Which Sima target genes might be responsible for tracheal extra sprouting was investigated in fga mutants or upon exposure of wild-type larvae to hypoxia. Northern blot analyses indicated that bnl and btl are both upregulated in mildly hypoxic larvae or fga mutants. However, bnl homozygous EGFP-labeled terminal cells of larvae exposed to hypoxia retained their branching capacity, suggesting that extra sprouting in hypoxia is not mediated by an autocrine effect of Bnl, upon Sima-dependent induction in tracheal cells. In contrast, btl is directly induced by Sima in tracheal cells, and, consistent with this, overexpression of Btl in tracheal cells was sufficient to mimic the phenotypes of larvae exposed to hypoxia. Thus, the data suggest that Sima-dependent transcriptional induction of btl in tracheal terminal cells is a critical step of the angiogenic-like response of the tracheal system in hypoxic larvae (Dekanty, 2008).

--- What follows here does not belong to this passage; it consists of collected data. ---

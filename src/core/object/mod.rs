// src/core/object/mod.rs

//! The identity of a requested artifact and its parent chain.

mod transforms;

pub use transforms::{Gravity, ImageFormat, Transform, TransformChain};

/// The identity of a requested (possibly derived) image.
///
/// Parsed once per request and immutable afterwards. The request deadline is
/// deliberately not part of the identity; it is passed explicitly to every
/// coordinator operation.
#[derive(Debug, Clone, PartialEq)]
pub struct ImageObject {
    /// Canonical identity: bucket, path and chain fingerprint. Keys cache
    /// entries and single-flight locks.
    pub key: String,
    pub bucket: String,
    /// Object path inside the bucket; also the storage key on the backend
    /// this object is persisted to.
    pub path: String,
    /// Operations producing this object from its parent. Empty for plain
    /// originals.
    pub transforms: TransformChain,
    /// The object this one is derived from. Chains terminate in an object
    /// with no parent and no transforms.
    pub parent: Option<Box<ImageObject>>,
    /// Whether serving a stored derived artifact requires a successful HEAD
    /// of the chain root first.
    pub check_parent: bool,
    /// Suppresses the placeholder on error so clients see the real failure.
    pub debug: bool,
}

impl ImageObject {
    /// A plain object with no transforms and no parent.
    pub fn plain(bucket: &str, path: &str) -> Self {
        Self {
            key: format!("/{bucket}{path}"),
            bucket: bucket.to_string(),
            path: path.to_string(),
            transforms: TransformChain::default(),
            parent: None,
            check_parent: false,
            debug: false,
        }
    }

    /// A derived object produced by applying `transforms` to `parent`.
    pub fn derived(
        key: String,
        path: String,
        transforms: TransformChain,
        parent: ImageObject,
    ) -> Self {
        Self {
            key,
            bucket: parent.bucket.clone(),
            path,
            transforms,
            parent: Some(Box::new(parent)),
            check_parent: false,
            debug: false,
        }
    }

    pub fn has_transforms(&self) -> bool {
        !self.transforms.is_empty()
    }

    pub fn has_parent(&self) -> bool {
        self.parent.is_some()
    }

    /// Identifies requests that target a bucket listing rather than an
    /// object.
    pub fn is_bucket_root(&self) -> bool {
        self.path.is_empty() || self.path == "/"
    }
}
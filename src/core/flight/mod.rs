// src/core/flight/mod.rs

//! Per-key single-flight coordination with broadcast of the computed result.

use crate::core::response::Response;
use parking_lot::Mutex;
use std::collections::HashMap;
use std::collections::hash_map::Entry;
use std::sync::Arc;
use std::time::{Duration, Instant};
use tokio::sync::mpsc;
use tracing::debug;

type FlightTable = Arc<Mutex<HashMap<String, FlightEntry>>>;

struct FlightEntry {
    created_at: Instant,
    next_waiter_id: u64,
    waiters: Vec<Waiter>,
}

struct Waiter {
    id: u64,
    tx: mpsc::Sender<Response>,
}

/// The outcome of registering intent for a key: the first caller owns the
/// computation, everyone else waits for its broadcast.
pub enum Flight {
    Owner(OwnerGuard),
    Waiter(FlightTicket),
}

/// Collapses concurrent identical work into one computation.
///
/// The table is guarded by a single mutex covering the map and all waiter
/// membership changes; channel sends happen outside the lock and are
/// non-blocking, so a waiter that cancelled or timed out is simply skipped.
/// No fairness among waiters is guaranteed.
pub struct SingleFlight {
    table: FlightTable,
}

impl SingleFlight {
    pub fn new() -> Self {
        Self {
            table: Arc::new(Mutex::new(HashMap::new())),
        }
    }

    /// Atomically registers intent for `key`.
    pub fn acquire(&self, key: &str) -> Flight {
        let mut table = self.table.lock();
        match table.entry(key.to_string()) {
            Entry::Vacant(vacant) => {
                vacant.insert(FlightEntry {
                    created_at: Instant::now(),
                    next_waiter_id: 0,
                    waiters: Vec::new(),
                });
                Flight::Owner(OwnerGuard {
                    key: key.to_string(),
                    table: Arc::clone(&self.table),
                    done: false,
                })
            }
            Entry::Occupied(mut occupied) => {
                let entry = occupied.get_mut();
                let (tx, rx) = mpsc::channel(1);
                let id = entry.next_waiter_id;
                entry.next_waiter_id += 1;
                entry.waiters.push(Waiter { id, tx });
                Flight::Waiter(FlightTicket {
                    key: key.to_string(),
                    id,
                    rx,
                    table: Arc::clone(&self.table),
                })
            }
        }
    }

    /// Drops entries older than `max_age` whose waiters have all gone away.
    ///
    /// Owner guards remove their entry on drop, so this only reaps entries
    /// leaked by an aborted owner task. Returns the number removed.
    pub fn purge_stale(&self, max_age: Duration) -> usize {
        let now = Instant::now();
        let mut table = self.table.lock();
        let before = table.len();
        table.retain(|key, entry| {
            let stale = now.saturating_duration_since(entry.created_at) > max_age
                && entry.waiters.iter().all(|w| w.tx.is_closed());
            if stale {
                debug!("Purging stale single-flight entry for '{key}'");
            }
            !stale
        });
        before - table.len()
    }

    pub fn len(&self) -> usize {
        self.table.lock().len()
    }

    pub fn is_empty(&self) -> bool {
        self.len() == 0
    }
}

impl Default for SingleFlight {
    fn default() -> Self {
        Self::new()
    }
}

/// The owner's handle on an in-flight key.
///
/// Publishing broadcasts a clone of the result to every current waiter and
/// removes the key. Dropping the guard without publishing releases the key;
/// waiters observe their channel closing and recompute independently, so an
/// owner that errors or panics can never strand them.
pub struct OwnerGuard {
    key: String,
    table: FlightTable,
    done: bool,
}

impl OwnerGuard {
    /// Broadcasts `response` to all current waiters and removes the key.
    pub fn publish(mut self, response: &Response) {
        let waiters = self
            .table
            .lock()
            .remove(&self.key)
            .map(|entry| entry.waiters)
            .unwrap_or_default();
        self.done = true;

        for waiter in waiters {
            match response.try_clone() {
                // Non-blocking: a waiter whose buffer is full or whose
                // receiver is gone has cancelled or timed out.
                Ok(clone) => {
                    let _ = waiter.tx.try_send(clone);
                }
                Err(_) => {
                    // Unclonable result: dropping the sender closes the
                    // waiter's channel and it falls back on its own.
                }
            }
        }
    }
}

impl Drop for OwnerGuard {
    fn drop(&mut self) {
        if !self.done {
            // Release without a result: waiter channels close.
            self.table.lock().remove(&self.key);
        }
    }
}

/// A waiter's subscription to an owner's broadcast.
pub struct FlightTicket {
    key: String,
    id: u64,
    rx: mpsc::Receiver<Response>,
    table: FlightTable,
}

impl FlightTicket {
    /// Waits for the owner's broadcast. `None` means the owner released the
    /// key without publishing and the waiter must compute on its own.
    pub async fn recv(&mut self) -> Option<Response> {
        self.rx.recv().await
    }

    /// Non-blocking probe of the broadcast channel.
    pub fn try_recv(&mut self) -> Option<Response> {
        self.rx.try_recv().ok()
    }

    /// Withdraws from the broadcast set so the owner never attempts delivery
    /// to this waiter.
    pub fn cancel(self) {
        let mut table = self.table.lock();
        if let Some(entry) = table.get_mut(&self.key) {
            entry.waiters.retain(|w| w.id != self.id);
        }
    }
}
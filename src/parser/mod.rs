// src/parser/mod.rs

//! Maps HTTP requests onto image objects and their parent chains.

mod preset;
mod query;

use crate::config::{Config, TransformStrategy};
use crate::core::errors::GatewayError;
use crate::core::object::ImageObject;
use http::Method;

/// Parses a request path and query string into an `ImageObject`.
///
/// The first path segment selects the bucket. Transform recognition depends
/// on the bucket's strategy; a request with no recognized transform parses
/// to a plain object. Only GET and HEAD requests carry transforms — writes
/// always address the stored original.
pub fn parse_request(
    config: &Config,
    method: &Method,
    raw_path: &str,
    raw_query: &str,
) -> Result<ImageObject, GatewayError> {
    let path = urlencoding::decode(raw_path)
        .map_err(|_| GatewayError::InvalidRequest(format!("undecodable path '{raw_path}'")))?;

    let trimmed = path.trim_start_matches('/');
    let (bucket_name, rest) = match trimmed.split_once('/') {
        Some((bucket, rest)) => (bucket, format!("/{rest}")),
        None => (trimmed, String::new()),
    };
    if bucket_name.is_empty() {
        return Err(GatewayError::InvalidRequest("missing bucket".to_string()));
    }
    let Some(bucket) = config.buckets.get(bucket_name) else {
        return Err(GatewayError::BucketNotFound(bucket_name.to_string()));
    };

    // Bucket root: listings and location queries, no object identity.
    if rest.is_empty() || rest == "/" {
        return Ok(ImageObject::plain(bucket_name, ""));
    }

    let mut object = if *method == Method::GET || *method == Method::HEAD {
        match bucket.strategy {
            TransformStrategy::Presets => preset::parse(bucket_name, bucket, &rest)
                .unwrap_or_else(|| ImageObject::plain(bucket_name, &rest)),
            TransformStrategy::Query => match query::parse(bucket_name, &rest, raw_query)? {
                Some(derived) => derived,
                None => ImageObject::plain(bucket_name, &rest),
            },
            // Preset first; if the path yields no parent, fall back to the
            // query string.
            TransformStrategy::PresetsQuery => match preset::parse(bucket_name, bucket, &rest) {
                Some(derived) => derived,
                None => match query::parse(bucket_name, &rest, raw_query)? {
                    Some(derived) => derived,
                    None => ImageObject::plain(bucket_name, &rest),
                },
            },
        }
    } else {
        ImageObject::plain(bucket_name, &rest)
    };

    object.check_parent = bucket.check_parent || has_flag(raw_query, "checkParent");
    object.debug = has_flag(raw_query, "debug");
    Ok(object)
}

/// Whether a boolean query flag is present and not explicitly disabled.
fn has_flag(raw_query: &str, name: &str) -> bool {
    url::form_urlencoded::parse(raw_query.as_bytes())
        .any(|(key, value)| key == name && value != "0" && value != "false")
}
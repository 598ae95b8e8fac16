// src/core/storage/memory.rs

//! In-memory storage backend, used by tests and placeholder-style buckets.

use crate::core::errors::GatewayError;
use crate::core::response::Response;
use crate::core::storage::{
    ListOptions, ObjectInfo, ObjectListing, Storage, build_listing, http_date,
};
use async_trait::async_trait;
use bytes::Bytes;
use chrono::{DateTime, Utc};
use dashmap::DashMap;
use http::{HeaderMap, HeaderValue, header};
use std::io::Cursor;

#[derive(Debug, Clone)]
struct StoredObject {
    body: Bytes,
    content_type: String,
    etag: String,
    last_modified: DateTime<Utc>,
}

/// Keeps whole objects in a concurrent map.
#[derive(Default)]
pub struct MemoryStorage {
    objects: DashMap<String, StoredObject>,
}

impl MemoryStorage {
    pub fn new() -> Self {
        Self::default()
    }

    fn normalize(path: &str) -> String {
        path.trim_start_matches('/').to_string()
    }

    fn object_headers(object: &StoredObject) -> HeaderMap {
        let mut headers = HeaderMap::new();
        if let Ok(value) = HeaderValue::from_str(&object.content_type) {
            headers.insert(header::CONTENT_TYPE, value);
        }
        if let Ok(value) = HeaderValue::from_str(&object.etag) {
            headers.insert(header::ETAG, value);
        }
        if let Ok(value) = HeaderValue::from_str(&http_date(object.last_modified)) {
            headers.insert(header::LAST_MODIFIED, value);
        }
        headers
    }
}

#[async_trait]
impl Storage for MemoryStorage {
    async fn get(&self, path: &str) -> Response {
        match self.objects.get(&Self::normalize(path)) {
            Some(object) => {
                let mut response = Response::buffered(200, object.body.clone());
                response.headers = Self::object_headers(&object);
                response
            }
            None => Response::empty(404),
        }
    }

    async fn head(&self, path: &str) -> Response {
        match self.objects.get(&Self::normalize(path)) {
            Some(object) => {
                let mut response = Response::empty(200);
                response.headers = Self::object_headers(&object);
                response.headers.insert(
                    header::CONTENT_LENGTH,
                    HeaderValue::from(object.body.len() as u64),
                );
                response
            }
            None => Response::empty(404),
        }
    }

    async fn put(&self, path: &str, headers: &HeaderMap, body: Bytes) -> Response {
        let content_type = headers
            .get(header::CONTENT_TYPE)
            .and_then(|v| v.to_str().ok())
            .map(str::to_string)
            .unwrap_or_else(|| {
                mime_guess::from_path(path)
                    .first_raw()
                    .unwrap_or("application/octet-stream")
                    .to_string()
            });
        let fingerprint =
            murmur3::murmur3_x64_128(&mut Cursor::new(&body), 0).unwrap_or_default() as u64;
        self.objects.insert(
            Self::normalize(path),
            StoredObject {
                body,
                content_type,
                etag: format!("\"{fingerprint:016x}\""),
                last_modified: Utc::now(),
            },
        );
        Response::empty(200)
    }

    async fn delete(&self, path: &str) -> Response {
        match self.objects.remove(&Self::normalize(path)) {
            Some(_) => Response::empty(200),
            None => Response::empty(404),
        }
    }

    async fn list(&self, opts: &ListOptions) -> Result<ObjectListing, GatewayError> {
        let objects = self
            .objects
            .iter()
            .map(|entry| ObjectInfo {
                key: entry.key().clone(),
                last_modified: entry.value().last_modified,
                size: entry.value().body.len() as u64,
                etag: entry.value().etag.clone(),
            })
            .collect();
        Ok(build_listing(objects, opts))
    }
}
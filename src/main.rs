// src/main.rs

//! The main entry point for the Pixelgate gateway.

use anyhow::Result;
use pixelgate::config::Config;
use pixelgate::server;
use std::env;
use tracing::error;
use tracing_subscriber::filter::EnvFilter;

#[tokio::main]
async fn main() -> Result<()> {
    run_app().await
}

async fn run_app() -> Result<()> {
    const VERSION: &str = env!("CARGO_PKG_VERSION");

    let args: Vec<String> = env::args().collect();

    // Handle the --version flag.
    if args.contains(&"--version".to_string()) {
        println!("Pixelgate version {VERSION}");
        return Ok(());
    }

    // Determine the configuration path.
    // It can be provided via a --config flag; otherwise, it defaults to "pixelgate.toml".
    let config_path = args
        .iter()
        .position(|arg| arg == "--config")
        .and_then(|i| args.get(i + 1))
        .map(|s| s.as_str())
        .unwrap_or("pixelgate.toml");

    // Load the gateway configuration from the determined path. The gateway
    // cannot run without a valid configuration, so a load failure is fatal.
    let mut config = match Config::from_file(config_path) {
        Ok(cfg) => cfg,
        Err(e) => {
            eprintln!("Failed to load configuration from \"{config_path}\": {e}");
            std::process::exit(1);
        }
    };

    // Override the listen address if provided as a command-line argument.
    if let Some(listen_index) = args.iter().position(|arg| arg == "--listen") {
        if let Some(listen_str) = args.get(listen_index + 1) {
            match listen_str.parse() {
                Ok(addr) => config.server.listen = addr,
                Err(_) => {
                    eprintln!("Invalid listen address: {listen_str}");
                    std::process::exit(1);
                }
            }
        } else {
            eprintln!("--listen flag requires a value");
            std::process::exit(1);
        }
    }

    // Setup logging. The level comes from the config file, overridable
    // with the RUST_LOG environment variable.
    let log_level = std::env::var("RUST_LOG").unwrap_or_else(|_| config.log_level.clone());
    tracing_subscriber::fmt()
        .with_env_filter(EnvFilter::new(log_level))
        .compact()
        .with_ansi(true)
        .init();

    if let Err(e) = server::run(config).await {
        error!("Gateway runtime error: {}", e);
        return Err(e);
    }

    Ok(())
}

In summary, it is proposed that tracheal cells respond to hypoxia in an autonomous manner, by promoting the accumulation of Sima, which induces expression of the receptor Btl, thereby increasing sensitivity of these cells to the ligand Bnl. Concomitantly, Bnl is induced in hypoxic target tissues through a mechanism that also involves the participation of Sima, and serves to cue the outgrowth of terminal branches toward O2-starved areas (Dekanty, 2008).

During angiogenesis, vertebrate VEGF receptors are upregulated in endothelial cells of blood vessels that invade hypoxic tissues, and, particularly, Flt-1 induction is HIF dependent. Endothelial-specific overexpression of VEGF receptors might reveal to what extent this induction is a cardinal step in the angiogenic response to hypoxia (Dekanty, 2008).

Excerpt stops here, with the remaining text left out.